Le sport est un des piliers des grilles du groupe qui doit être renforcé. Désormais seul genre ou presque à ne se regarder qu’en direct, il est au cœur de la fonction de lien social de la télévision publique et est l'un des moyens de continuer à attirer les jeunes publics. Il est par ailleurs un vecteur d'intégration et de rassemblement qui fonde le socle commun de la Nation. Le service public joue aujourd'hui son rôle, et de nombreux grands évènements apportent la preuve de l'importance de cette mission. Celle-ci repose d'abord sur capacité à garantir la gratuité des évènements sportifs. En améliorant les conditions du direct et en renforçant la vocation évènementielle des chaînes, France Télévisions joue un rôle majeur qui permet à tous les Français d'accéder à tous les terrains de sports. L'autre garantie du service public, c'est d'assurer la variété des sports offerts aux téléspectateurs. Tous les sports ont vocation à se retrouver sur le service public, notamment les sports féminins longtemps délaissés par les télévisions, mais aussi les sports qui ne sont pas traditionnellement des évènements de masse. Afin de maintenir cette vocation, il apparaît indispensable d’améliorer l'exposition sur toutes les antennes des évènements sportifs.

Le contexte international marque une inflation majeure des droits sportifs. Ce surenchérissement fragilise l'accès de toute une partie de la population aux sports, dans leur diversité. Les difficultés financières de l'entreprise ne lui permettent pas d'investir les moyens qu’elle aimerait y consacrer. Ce point de vigilance doit attirer l'attention de la représentation nationale car il peut menacer, à terme, les équilibres de l'audiovisuel. D'autres services publics européens ont été confrontés à des évolutions similaires. Les contraintes budgétaires les ont amenés à se désengager des évènements sportifs fédérateurs. Ces choix stratégiques ont eu un impact fort sur leurs chaînes, dont la puissance s'est progressivement effritée. Sans une place importante faite au sport, c'est le rayonnement du service public qui pourrait se trouver affaibli.
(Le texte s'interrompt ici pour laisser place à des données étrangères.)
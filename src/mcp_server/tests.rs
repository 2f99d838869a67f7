use super::*;
use crate::embedding::{EmbeddingIntent, EmbeddingProvider};
use crate::vector_db::InMemoryVectorIndex;

/// Character-frequency embedder, enough to tell chunks apart
struct LetterEmbedder;

impl EmbeddingProvider for LetterEmbedder {
    fn embed_batch(
        &self,
        texts: Vec<String>,
        _intent: EmbeddingIntent,
    ) -> anyhow::Result<Vec<Vec<f32>>> {
        Ok(texts
            .iter()
            .map(|text| {
                let mut vector = vec![0.0; 26];
                for c in text.to_lowercase().chars().filter(|c| c.is_ascii_lowercase()) {
                    vector[(c as u8 - b'a') as usize] += 1.0;
                }
                vector
            })
            .collect())
    }

    fn dimension(&self) -> usize {
        26
    }

    fn model_name(&self) -> &str {
        "letters"
    }
}

fn create_server() -> RagMcpServer {
    let client = RagClient::with_components(
        Config::ephemeral(),
        Arc::new(LetterEmbedder),
        Arc::new(InMemoryVectorIndex::new()),
    );
    RagMcpServer::with_client(Arc::new(client))
}

fn chunk(id: &str, name: &str, content: &str) -> ChunkRecord {
    ChunkRecord {
        id: id.to_string(),
        content: content.to_string(),
        chunk_type: ChunkType::Function,
        name: name.to_string(),
        parent_name: None,
        file_path: "src/lib.rs".to_string(),
        language: "rust".to_string(),
        line_start: 1,
        line_end: 3,
        description: None,
    }
}

async fn index_demo(server: &RagMcpServer) -> serde_json::Value {
    let output = server
        .index_chunks(Parameters(IndexChunksRequest {
            codebase_name: "demo".to_string(),
            chunks: vec![
                chunk("1", "open_file", "fn open_file(path: &Path) -> File"),
                chunk("2", "zip_archive", "fn zip_archive(zz: &[u8]) -> Vec<u8>"),
            ],
        }))
        .await
        .unwrap();
    serde_json::from_str(&output).unwrap()
}

#[test]
fn test_get_info() {
    let server = create_server();
    let info = server.get_info();

    assert_eq!(info.server_info.name, "codebase-rag");
    assert!(info.server_info.title.is_some());
    assert!(info.instructions.is_some());
    assert!(info.capabilities.tools.is_some());
    assert!(info.capabilities.prompts.is_some());
}

#[test]
fn test_client_accessor() {
    let server = create_server();
    assert_eq!(server.client().embedding_dimension(), 26);
}

#[tokio::test]
async fn test_index_chunks_tool() {
    let server = create_server();
    let response = index_demo(&server).await;
    assert_eq!(response["chunks_received"], 2);
    assert_eq!(response["chunks_stored"], 2);
}

#[tokio::test]
async fn test_search_codebase_tool() {
    let server = create_server();
    index_demo(&server).await;

    let mut request = SearchRequest::new("zip archive", "demo");
    request.top_k = Some(1);
    let output = server.search_codebase(Parameters(request)).await.unwrap();
    let response: serde_json::Value = serde_json::from_str(&output).unwrap();

    assert_eq!(response["total_results"], 1);
    assert_eq!(response["results"][0]["name"], "zip_archive");
    assert_eq!(response["search_type"], "semantic");
    assert!(response["context"].as_str().unwrap().contains("zip_archive"));
}

#[tokio::test]
async fn test_search_codebase_reports_validation_errors() {
    let server = create_server();
    let mut request = SearchRequest::new("q", "demo");
    request.top_k = Some(500);

    let err = server.search_codebase(Parameters(request)).await.unwrap_err();
    assert!(err.contains("top_k"));
}

#[tokio::test]
async fn test_management_tools() {
    let server = create_server();
    index_demo(&server).await;

    let listed = server
        .list_codebases(Parameters(ListCodebasesRequest::default()))
        .await
        .unwrap();
    assert!(listed.contains("\"demo\""));

    let stats = server
        .get_codebase_stats(Parameters(CodebaseStatsRequest {
            codebase_name: "demo".to_string(),
        }))
        .await
        .unwrap();
    let stats: serde_json::Value = serde_json::from_str(&stats).unwrap();
    assert_eq!(stats["total_chunks"], 2);

    let deleted = server
        .delete_codebase(Parameters(DeleteCodebaseRequest {
            codebase_name: "demo".to_string(),
        }))
        .await
        .unwrap();
    let deleted: serde_json::Value = serde_json::from_str(&deleted).unwrap();
    assert_eq!(deleted["success"], true);
}

#[tokio::test]
async fn test_search_prompt() {
    let server = create_server();
    let result = server
        .search_prompt(Parameters(serde_json::json!({
            "query": "parse config",
            "codebase_name": "demo"
        })))
        .await
        .unwrap();

    assert_eq!(result.messages.len(), 1);
    assert_eq!(
        result.description.as_deref(),
        Some("Search 'demo' for parse config")
    );
}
E) Un renouveau du divertissement

Le divertissement est un genre très attendu par le public mais qui doit affirmer sa légitimité sur le service public par sa créativité, sa capacité à mettre en valeur la vie artistique et ses talents. Par ailleurs, il a vocation à promouvoir de manière ludique les valeurs positives de connaissance ou de dépassement de soi. Il a pour mérite d’être un vecteur de promotion des valeurs du service public auprès d’un public populaire et d’un public plus familial. A l'heure où la consommation s'individualise par la télévision de rattrapage, l'enjeu majeur est le maintien du lien social. Les émissions de flux et de divertissement sont les plus à même de préserver le « voir ensemble ». Elles traduisent aussi une certaine idée de la société et de ses évolutions. Le flux incarne la télévision, c'est à travers ses émissions que peut s'incarner la ligne éditoriale des chaînes et que peut s'affirmer leur visibilité. Elles traduisent par un éventail large l'attachement des français, depuis les jeux jusqu'aux émissions de débat, la diversité de la palette de la télévision. Le secteur représente par ailleurs un enjeu économique et industriel majeur.

Ce sont près de 50 000 emplois qui sont concernés, dont 10 000 à 15 000 sont directement dépendants de l'activité de France Télévisions. Ce renouveau permettra d'accompagner le passage d'une télévision de rendez-vous à une télévision d'évènements. Les habitudes familiales et de consommation resteront des incontournables de la télévision, mais celle-ci doit être capable de créer l'évènement. A l'instar des grandes chaînes européennes, France Télévisions va engager une politique de renouveau du divertissement et des grands programmes de flux. Certains programmes sont aujourd'hui salués par les audiences et seront confortés.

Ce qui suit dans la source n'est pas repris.